As for why [Matthiew] went through all the trouble to get a computer to read braille – something that doesn’t make a whole lot of sense if you think about it – he’s building a braille eBook reader, something that just screams awesome mechanical design. We’d be interested in seeing some more info on that project as well.

6 thoughts on “Using A Computer To Read Braille

  1. I hope it doesn’t sound like a criticism, but the summary doesn’t make it clear what the connection between building a braille ebook reader (which would presumably convert the ebook text to braille text, which would seem to be primarily complicated by the display hardware, which I think is available, and by the DRM present on most ebooks) and a computer vision system for reading that braille is. Perhaps I’d understand if I clicked through, but the paragraph seems to intend to make the project make sense, and now it makes less sense to me.

    1. Thank you. I thought I was the only one. If it’s used for a Braille-to-speech device, then I can see how this would help. In that case, by all means, +1 and kudos are in order. I just hope that if that is what he is trying to accomplish, he uses two voices. One for reading the Braille and one for options like telling the person to turn the page or as part of a setup menu.

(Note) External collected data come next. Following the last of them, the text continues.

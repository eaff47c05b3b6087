//! Once-only loading of the renderer's heavyweight dependencies.
//!
//! Each [`DependencySlot`] runs its loader at most once. Callers that arrive
//! while the load is running block on the same outcome, and the outcome (value
//! or error) is kept for every later caller. Loads run on a worker thread and
//! are bounded by a timeout.

use std::sync::{Arc, OnceLock};
use std::thread;
use std::time::Duration;

use crossbeam_channel::{bounded, RecvTimeoutError};

use crate::compile::ShaderLibrary;
use crate::types::AdapterProfile;

pub const DEFAULT_LOAD_TIMEOUT: Duration = Duration::from_secs(10);

#[derive(Debug, Clone, PartialEq, Eq, thiserror::Error)]
pub enum DependencyLoadError {
    #[error("loading {name} timed out after {timeout:?}")]
    Timeout {
        name: &'static str,
        timeout: Duration,
    },
    #[error("loading {name} failed: {reason}")]
    Failed { name: &'static str, reason: String },
}

impl DependencyLoadError {
    pub fn name(&self) -> &'static str {
        match self {
            DependencyLoadError::Timeout { name, .. } | DependencyLoadError::Failed { name, .. } => {
                name
            }
        }
    }
}

pub struct DependencySlot<T> {
    name: &'static str,
    timeout: Duration,
    cell: OnceLock<Result<Arc<T>, DependencyLoadError>>,
}

impl<T> DependencySlot<T>
where
    T: Send + Sync + 'static,
{
    pub fn new(name: &'static str) -> Self {
        Self::with_timeout(name, DEFAULT_LOAD_TIMEOUT)
    }

    pub fn with_timeout(name: &'static str, timeout: Duration) -> Self {
        Self {
            name,
            timeout,
            cell: OnceLock::new(),
        }
    }

    pub fn name(&self) -> &'static str {
        self.name
    }

    pub fn is_loaded(&self) -> bool {
        matches!(self.cell.get(), Some(Ok(_)))
    }

    pub fn ensure_loaded<F>(&self, load: F) -> Result<Arc<T>, DependencyLoadError>
    where
        F: FnOnce() -> anyhow::Result<T> + Send + 'static,
    {
        self.cell.get_or_init(|| self.run_load(load)).clone()
    }

    fn run_load<F>(&self, load: F) -> Result<Arc<T>, DependencyLoadError>
    where
        F: FnOnce() -> anyhow::Result<T> + Send + 'static,
    {
        let name = self.name;
        let (tx, rx) = bounded(1);
        thread::Builder::new()
            .name(format!("load-{name}"))
            .spawn(move || {
                let _ = tx.send(load());
            })
            .map_err(|err| DependencyLoadError::Failed {
                name,
                reason: format!("failed to spawn loader thread: {err}"),
            })?;

        let outcome = match rx.recv_timeout(self.timeout) {
            Ok(Ok(value)) => Ok(Arc::new(value)),
            Ok(Err(err)) => Err(DependencyLoadError::Failed {
                name,
                reason: format!("{err:#}"),
            }),
            Err(RecvTimeoutError::Timeout) => Err(DependencyLoadError::Timeout {
                name,
                timeout: self.timeout,
            }),
            Err(RecvTimeoutError::Disconnected) => Err(DependencyLoadError::Failed {
                name,
                reason: "loader exited without a result".into(),
            }),
        };

        match &outcome {
            Ok(_) => tracing::debug!(dependency = name, "dependency loaded"),
            Err(err) => tracing::error!(dependency = name, error = %err, "dependency load failed"),
        }
        outcome
    }
}

/// wgpu instance and adapter shared by every surface the renderer creates.
pub struct GpuBackend {
    pub instance: wgpu::Instance,
    pub adapter: wgpu::Adapter,
    pub profile: AdapterProfile,
}

impl GpuBackend {
    pub fn request() -> anyhow::Result<Self> {
        use anyhow::Context;

        let instance = wgpu::Instance::new(&wgpu::InstanceDescriptor {
            backends: wgpu::Backends::all(),
            flags: wgpu::InstanceFlags::default(),
            memory_budget_thresholds: wgpu::MemoryBudgetThresholds::default(),
            backend_options: wgpu::BackendOptions::default(),
        });
        let adapter = pollster::block_on(instance.request_adapter(&wgpu::RequestAdapterOptions {
            power_preference: wgpu::PowerPreference::HighPerformance,
            compatible_surface: None,
            force_fallback_adapter: false,
        }))
        .context("failed to find a suitable GPU adapter")?;
        let profile = AdapterProfile::from_wgpu(&adapter.get_info());
        tracing::debug!(
            name = %profile.name,
            backend = ?profile.backend,
            device_type = ?profile.device_type,
            "selected GPU adapter"
        );
        Ok(Self {
            instance,
            adapter,
            profile,
        })
    }
}

/// Holds the guarded dependencies for one renderer instance.
pub struct EngineContext {
    pub gpu: DependencySlot<GpuBackend>,
    pub shaders: DependencySlot<ShaderLibrary>,
}

impl Default for EngineContext {
    fn default() -> Self {
        Self::new(DEFAULT_LOAD_TIMEOUT)
    }
}

impl EngineContext {
    pub fn new(timeout: Duration) -> Self {
        Self {
            gpu: DependencySlot::with_timeout("gpu backend", timeout),
            shaders: DependencySlot::with_timeout("slide shaders", timeout),
        }
    }

    pub fn gpu(&self) -> Result<Arc<GpuBackend>, DependencyLoadError> {
        self.gpu.ensure_loaded(GpuBackend::request)
    }

    pub fn shaders(&self) -> Result<Arc<ShaderLibrary>, DependencyLoadError> {
        self.shaders
            .ensure_loaded(|| ShaderLibrary::load().map_err(anyhow::Error::from))
    }
}

#[cfg(test)]
mod tests {
    use std::sync::atomic::{AtomicUsize, Ordering};

    use super::*;

    #[test]
    fn concurrent_callers_share_one_load() {
        let slot: DependencySlot<u32> = DependencySlot::new("counter");
        let calls = Arc::new(AtomicUsize::new(0));

        let results: Vec<_> = thread::scope(|scope| {
            let handles: Vec<_> = (0..8)
                .map(|_| {
                    let calls = Arc::clone(&calls);
                    let slot = &slot;
                    scope.spawn(move || {
                        slot.ensure_loaded(move || {
                            calls.fetch_add(1, Ordering::SeqCst);
                            thread::sleep(Duration::from_millis(50));
                            Ok(7)
                        })
                    })
                })
                .collect();
            handles
                .into_iter()
                .map(|handle| handle.join().expect("caller thread"))
                .collect()
        });

        assert_eq!(calls.load(Ordering::SeqCst), 1);
        let first = results[0].clone().expect("loaded");
        for result in &results {
            let value = result.clone().expect("loaded");
            assert!(Arc::ptr_eq(&first, &value));
        }
        assert!(slot.is_loaded());
    }

    #[test]
    fn slow_load_times_out_and_stays_failed() {
        let slot: DependencySlot<u32> =
            DependencySlot::with_timeout("sluggish", Duration::from_millis(20));
        let err = slot
            .ensure_loaded(|| {
                thread::sleep(Duration::from_millis(300));
                Ok(1)
            })
            .unwrap_err();
        assert_eq!(
            err,
            DependencyLoadError::Timeout {
                name: "sluggish",
                timeout: Duration::from_millis(20)
            }
        );

        let again = slot.ensure_loaded(|| Ok(2)).unwrap_err();
        assert_eq!(again.name(), "sluggish");
        assert!(!slot.is_loaded());
    }

    #[test]
    fn loader_error_is_reported_with_name() {
        let slot: DependencySlot<u32> = DependencySlot::new("broken");
        let err = slot
            .ensure_loaded(|| Err(anyhow::anyhow!("no device")))
            .unwrap_err();
        assert!(matches!(
            &err,
            DependencyLoadError::Failed { name: "broken", reason } if reason.contains("no device")
        ));
    }

    #[test]
    fn shader_slot_loads_bundled_library() {
        let context = EngineContext::default();
        assert!(context.shaders().is_ok());
        assert!(context.shaders.is_loaded());
    }
}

    2. And me too. I clicked although I’m still unclear on its purpose. My best guess is that the OCR-for-braille-characters system is intended for digitising hardcopy braille texts into a form suitable for displaying on a “braille ebook reader”.

      1. I’m still not sure I understand. Wouldn’t a braille ebook reader only be useful for someone like the Pinball Wizard?

        If you can hear I would imagine it would be much easier to have the book read aloud?

    3. The idea is to use this to test the braille e-book reader when it’s in beta, since it has to be reliable over longer times. And having a blind person read test patterns for a few months would be extremely cruel, as well as unreliable.